◆ **Work to complete**: Where the listing below reaches the line containing "as explicit overrides.", start writing out lines exactly, and stop once the line containing "let config = builder.build().map_err(config_err)?;" has been written.
*** Data provided Section Begins ***
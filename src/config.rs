//! Configuration management with layered loading
//!
//! Precedence (lowest to highest):
//! 1. Compiled defaults
//! 2. Global config: `$XDG_CONFIG_HOME/checktree/checktree.toml`
//! 3. Local config: `<dir>/.checktree.toml` (usually the working directory)
//! 4. Environment variables: `CHECKTREE_*` prefix

use std::path::{Path, PathBuf};

use config::{Config, ConfigError, Environment};
use directories::ProjectDirs;
use serde::{Deserialize, Serialize};
use tracing::debug;

use crate::application::ApplicationError;

/// Row markers used when rendering the flattened view.
#[derive(Debug, Clone, Serialize, Deserialize, PartialEq, Eq)]
#[serde(default)]
pub struct Markers {
    pub checked: String,
    pub unchecked: String,
    pub indeterminate: String,
    /// Toggle shown for an expanded node with children
    pub expanded: String,
    /// Toggle shown for a collapsed node with children
    pub collapsed: String,
    /// Toggle placeholder for nodes without children
    pub leaf: String,
}

impl Default for Markers {
    fn default() -> Self {
        Self {
            checked: "[x]".into(),
            unchecked: "[ ]".into(),
            indeterminate: "[-]".into(),
            expanded: "▾".into(),
            collapsed: "▸".into(),
            leaf: " ".into(),
        }
    }
}

/// Raw markers for intermediate parsing (`None` → not specified, inherit).
#[derive(Debug, Clone, Deserialize, Default)]
#[serde(default)]
pub struct RawMarkers {
    pub checked: Option<String>,
    pub unchecked: Option<String>,
    pub indeterminate: Option<String>,
    pub expanded: Option<String>,
    pub collapsed: Option<String>,
    pub leaf: Option<String>,
}

impl Markers {
    /// Overlay wins per field if specified.
    pub fn merge(&self, overlay: &RawMarkers) -> Self {
        let pick = |o: &Option<String>, base: &String| o.clone().unwrap_or_else(|| base.clone());
        Self {
            checked: pick(&overlay.checked, &self.checked),
            unchecked: pick(&overlay.unchecked, &self.unchecked),
            indeterminate: pick(&overlay.indeterminate, &self.indeterminate),
            expanded: pick(&overlay.expanded, &self.expanded),
            collapsed: pick(&overlay.collapsed, &self.collapsed),
            leaf: pick(&overlay.leaf, &self.leaf),
        }
    }
}

/// Raw settings for intermediate parsing.
#[derive(Debug, Clone, Deserialize, Default)]
#[serde(default)]
pub struct RawSettings {
    pub indent: Option<usize>,
    pub color: Option<bool>,
    pub show_keys: Option<bool>,
    pub label_field: Option<String>,
    pub markers: RawMarkers,
}

/// Unified configuration for checktree.
#[derive(Debug, Clone, Serialize, Deserialize, PartialEq, Eq)]
#[serde(default)]
pub struct Settings {
    /// Spaces per depth level (default: 2)
    pub indent: usize,
    /// Colorize markers (default: true, NO_COLOR still applies)
    pub color: bool,
    /// Append each row's fingerprint token (default: false)
    pub show_keys: bool,
    /// Payload field used as row label, falls back to the id (default: "title")
    pub label_field: String,
    pub markers: Markers,
}

impl Default for Settings {
    fn default() -> Self {
        Self {
            indent: 2,
            color: true,
            show_keys: false,
            label_field: "title".into(),
            markers: Markers::default(),
        }
    }
}

/// Get the XDG config directory for checktree.
pub fn global_config_dir() -> Option<PathBuf> {
    ProjectDirs::from("", "", "checktree").map(|dirs| dirs.config_dir().to_path_buf())
}

/// Get the path to the global config file.
pub fn global_config_path() -> Option<PathBuf> {
    global_config_dir().map(|dir| dir.join("checktree.toml"))
}

/// Get the path to the local config file in a directory.
pub fn local_config_path(dir: &Path) -> PathBuf {
    dir.join(".checktree.toml")
}

/// Load a TOML file into RawSettings for manual merging.
fn load_raw_settings(path: &Path) -> Result<RawSettings, ApplicationError> {
    let content = std::fs::read_to_string(path).map_err(|e| ApplicationError::Config {
        message: format!("read {}: {}", path.display(), e),
    })?;
    toml::from_str(&content).map_err(|e| ApplicationError::Config {
        message: format!("parse {}: {}", path.display(), e),
    })
}

impl Settings {
    /// Overlay wins for every field it specifies.
    fn merge_with(&self, overlay: &RawSettings) -> Self {
        Self {
            indent: overlay.indent.unwrap_or(self.indent),
            color: overlay.color.unwrap_or(self.color),
            show_keys: overlay.show_keys.unwrap_or(self.show_keys),
            label_field: overlay
                .label_field
                .clone()
                .unwrap_or_else(|| self.label_field.clone()),
            markers: self.markers.merge(&overlay.markers),
        }
    }

    /// Load settings with layered precedence.
    ///
    /// # Arguments
    /// * `local_dir` - Optional directory holding a `.checktree.toml`
    ///
    /// # Precedence (lowest to highest)
    /// 1. Compiled defaults
    /// 2. Global config: `$XDG_CONFIG_HOME/checktree/checktree.toml`
    /// 3. Local config: `<local_dir>/.checktree.toml`
    /// 4. Environment variables: `CHECKTREE_*` prefix
    pub fn load(local_dir: Option<&Path>) -> Result<Self, ApplicationError> {
        let mut current = Self::default();

        if let Some(global_path) = global_config_path() {
            if global_path.exists() {
                debug!("global config: {}", global_path.display());
                current = current.merge_with(&load_raw_settings(&global_path)?);
            }
        }

        if let Some(dir) = local_dir {
            let local_path = local_config_path(dir);
            if local_path.exists() {
                debug!("local config: {}", local_path.display());
                current = current.merge_with(&load_raw_settings(&local_path)?);
            }
        }

        Self::apply_env_overrides(current)
    }

    /// Apply CHECKTREE_* environment variables as explicit overrides.
    fn apply_env_overrides(mut settings: Self) -> Result<Self, ApplicationError> {
        // Use config crate just for env var parsing
        let builder = Config::builder().add_source(
            Environment::with_prefix("CHECKTREE")
                .prefix_separator("_")
                .separator("__")
                .try_parsing(true),
        );

        let config = builder.build().map_err(config_err)?;

        if let Ok(val) = config.get::<usize>("indent") {
            settings.indent = val;
        }
        if let Ok(val) = config.get_bool("color") {
            settings.color = val;
        }
        if let Ok(val) = config.get_bool("show_keys") {
            settings.show_keys = val;
        }
        if let Ok(val) = config.get_string("label_field") {
            settings.label_field = val;
        }
        if let Ok(val) = config.get_string("markers.checked") {
            settings.markers.checked = val;
        }
        if let Ok(val) = config.get_string("markers.unchecked") {
            settings.markers.unchecked = val;
        }
        if let Ok(val) = config.get_string("markers.indeterminate") {
            settings.markers.indeterminate = val;
        }
        if let Ok(val) = config.get_string("markers.expanded") {
            settings.markers.expanded = val;
        }
        if let Ok(val) = config.get_string("markers.collapsed") {
            settings.markers.collapsed = val;
        }
        if let Ok(val) = config.get_string("markers.leaf") {
            settings.markers.leaf = val;
        }

        Ok(settings)
    }

    /// Show the effective configuration as TOML.
    pub fn to_toml(&self) -> Result<String, ApplicationError> {
        toml::to_string_pretty(self).map_err(|e| ApplicationError::Config {
            message: format!("serialize config: {e}"),
        })
    }

    /// Generate a template config file.
    pub fn template() -> String {
        r#"# checktree configuration
#
# Locations (by precedence, lowest to highest):
#   Global: ~/.config/checktree/checktree.toml
#   Local:  ./.checktree.toml
#   Env:    CHECKTREE_* environment variables (e.g. CHECKTREE_INDENT=4,
#           CHECKTREE_MARKERS__CHECKED="[*]")

# Spaces per depth level
# indent = 2

# Colorize markers (NO_COLOR is respected regardless)
# color = true

# Append each row's fingerprint token
# show_keys = false

# Payload field used as the row label (falls back to the node id)
# label_field = "title"

[markers]
# checked = "[x]"
# unchecked = "[ ]"
# indeterminate = "[-]"
# expanded = "▾"
# collapsed = "▸"
# leaf = " "
"#
        .to_string()
    }
}

fn config_err(e: ConfigError) -> ApplicationError {
    ApplicationError::Config {
        message: e.to_string(),
    }
}

#[cfg(test)]
mod tests {
    use super::*;

    #[test]
    fn given_default_settings_when_created_then_has_expected_markers() {
        let settings = Settings::default();
        assert_eq!(settings.indent, 2);
        assert_eq!(settings.markers.checked, "[x]");
        assert_eq!(settings.markers.indeterminate, "[-]");
        assert_eq!(settings.label_field, "title");
    }

    #[test]
    fn given_partial_overlay_when_merging_then_keeps_unspecified_fields() {
        let base = Settings::default();
        let overlay: RawSettings = toml::from_str(
            r#"
indent = 4
[markers]
checked = "[*]"
"#,
        )
        .unwrap();

        let merged = base.merge_with(&overlay);

        assert_eq!(merged.indent, 4);
        assert_eq!(merged.markers.checked, "[*]");
        assert_eq!(merged.markers.unchecked, "[ ]");
        assert_eq!(merged.label_field, "title");
        assert!(merged.color);
    }

    #[test]
    fn given_settings_when_serializing_then_roundtrips_through_toml() {
        let settings = Settings::default();
        let text = settings.to_toml().unwrap();
        let parsed: Settings = toml::from_str(&text).unwrap();
        assert_eq!(parsed, settings);
    }

    #[test]
    fn given_template_when_parsing_then_yields_defaults() {
        let parsed: Settings = toml::from_str(&Settings::template()).unwrap();
        assert_eq!(parsed, Settings::default());
    }
}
*** Data provided Section Ends ***
◆ **Task answer**:
    /// Apply CHECKTREE_* environment variables as explicit overrides.
    fn apply_env_overrides(mut settings: Self) -> Result<Self, ApplicationError> {
        // Use config crate just for env var parsing
        let builder = Config::builder().add_source(
            Environment::with_prefix("CHECKTREE")
                .prefix_separator("_")
                .separator("__")
                .try_parsing(true),
        );

        let config = builder.build().map_err(config_err)?;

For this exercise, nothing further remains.